%%

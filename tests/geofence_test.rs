use sublease_core::core::{DeliveryZone, GeoPoint, PickupPoint};
use sublease_core::{check_delivery_zone, check_pickup_proximity, distance_meters, GeoError};

const METERS_PER_DEGREE_LAT: f64 = 6_371_000.0 * std::f64::consts::PI / 180.0;

fn center() -> GeoPoint {
    GeoPoint::new(44.9778, -93.2650)
}

fn offset_north(meters: f64) -> GeoPoint {
    GeoPoint::new(center().lat + meters / METERS_PER_DEGREE_LAT, center().lng)
}

#[test]
fn test_distance_properties() {
    let points = [
        center(),
        GeoPoint::new(40.7128, -74.0060),
        GeoPoint::new(-33.8688, 151.2093),
        GeoPoint::new(0.0, 179.9),
        GeoPoint::new(0.0, -179.9),
    ];
    for a in &points {
        assert_eq!(distance_meters(a, a).unwrap(), 0.0);
        for b in &points {
            assert_eq!(distance_meters(a, b).unwrap(), distance_meters(b, a).unwrap());
        }
    }
}

#[test]
fn test_distance_across_antimeridian_is_short() {
    let d = distance_meters(&GeoPoint::new(0.0, 179.9), &GeoPoint::new(0.0, -179.9)).unwrap();
    assert!((d - 22_239.0).abs() < 5.0, "got {}", d);
}

#[test]
fn test_delivery_zone_boundary_example() {
    let zone = DeliveryZone {
        center: center(),
        radius_meters: 1000.0,
    };

    let edge = offset_north(1000.0);
    let edge_distance = distance_meters(&center(), &edge).unwrap();
    let exact = DeliveryZone {
        center: center(),
        radius_meters: edge_distance,
    };
    assert!(check_delivery_zone(&exact, &edge).unwrap().in_zone);

    // A 1000.0 m zone admits points whose computed distance is at most 1000.0.
    // The comparison is exact, so a point one micrometer short of the edge is
    // in and one micrometer beyond it is out.
    let just_inside = check_delivery_zone(&zone, &offset_north(1000.0 - 1e-6)).unwrap();
    assert!(just_inside.distance_meters <= 1000.0);
    assert!(just_inside.in_zone);
    assert!(!check_delivery_zone(&zone, &offset_north(1000.0 + 1e-6)).unwrap().in_zone);

    let outside = check_delivery_zone(&zone, &offset_north(1000.1)).unwrap();
    assert!(!outside.in_zone);
    assert!((outside.distance_meters - 1000.1).abs() < 1e-6);
}

#[test]
fn test_pickup_examples() {
    let empty = check_pickup_proximity(&[], &center()).unwrap();
    assert!(!empty.at_pickup);
    assert!(empty.nearest.is_none());
    assert!(empty.distance_meters.is_none());

    let points = vec![
        PickupPoint {
            location: offset_north(50.0),
            label: "Lobby".to_string(),
        },
        PickupPoint {
            location: offset_north(200.0),
            label: "Parking ramp".to_string(),
        },
    ];
    let check = check_pickup_proximity(&points, &center()).unwrap();
    assert!(check.at_pickup);
    assert_eq!(check.nearest.map(|p| p.label), Some("Lobby".to_string()));
}

#[test]
fn test_invalid_probe_is_an_error() {
    let zone = DeliveryZone {
        center: center(),
        radius_meters: 500.0,
    };
    let result = check_delivery_zone(&zone, &GeoPoint::new(f64::NAN, -93.0));
    assert!(matches!(result, Err(GeoError::InvalidCoordinate { .. })));

    let pickup = PickupPoint {
        location: GeoPoint::new(0.0, 200.0),
        label: "bad".to_string(),
    };
    assert!(check_pickup_proximity(&[pickup], &center()).is_err());
}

%%

• WHAT YOU SHOULD DO
Only the lines above starting at the one containing "GeoPoint::new(44.9778, -93.2650)" and ending at the one containing "let edge_distance = distance_meters(&center(), &edge).unwrap();", both included, are to be returned, exactly as they read.

• SOLUTION
    GeoPoint::new(44.9778, -93.2650)
}

fn offset_north(meters: f64) -> GeoPoint {
    GeoPoint::new(center().lat + meters / METERS_PER_DEGREE_LAT, center().lng)
}

#[test]
fn test_distance_properties() {
    let points = [
        center(),
        GeoPoint::new(40.7128, -74.0060),
        GeoPoint::new(-33.8688, 151.2093),
        GeoPoint::new(0.0, 179.9),
        GeoPoint::new(0.0, -179.9),
    ];
    for a in &points {
        assert_eq!(distance_meters(a, a).unwrap(), 0.0);
        for b in &points {
            assert_eq!(distance_meters(a, b).unwrap(), distance_meters(b, a).unwrap());
        }
    }
}

#[test]
fn test_distance_across_antimeridian_is_short() {
    let d = distance_meters(&GeoPoint::new(0.0, 179.9), &GeoPoint::new(0.0, -179.9)).unwrap();
    assert!((d - 22_239.0).abs() < 5.0, "got {}", d);
}

#[test]
fn test_delivery_zone_boundary_example() {
    let zone = DeliveryZone {
        center: center(),
        radius_meters: 1000.0,
    };

    let edge = offset_north(1000.0);
    let edge_distance = distance_meters(&center(), &edge).unwrap();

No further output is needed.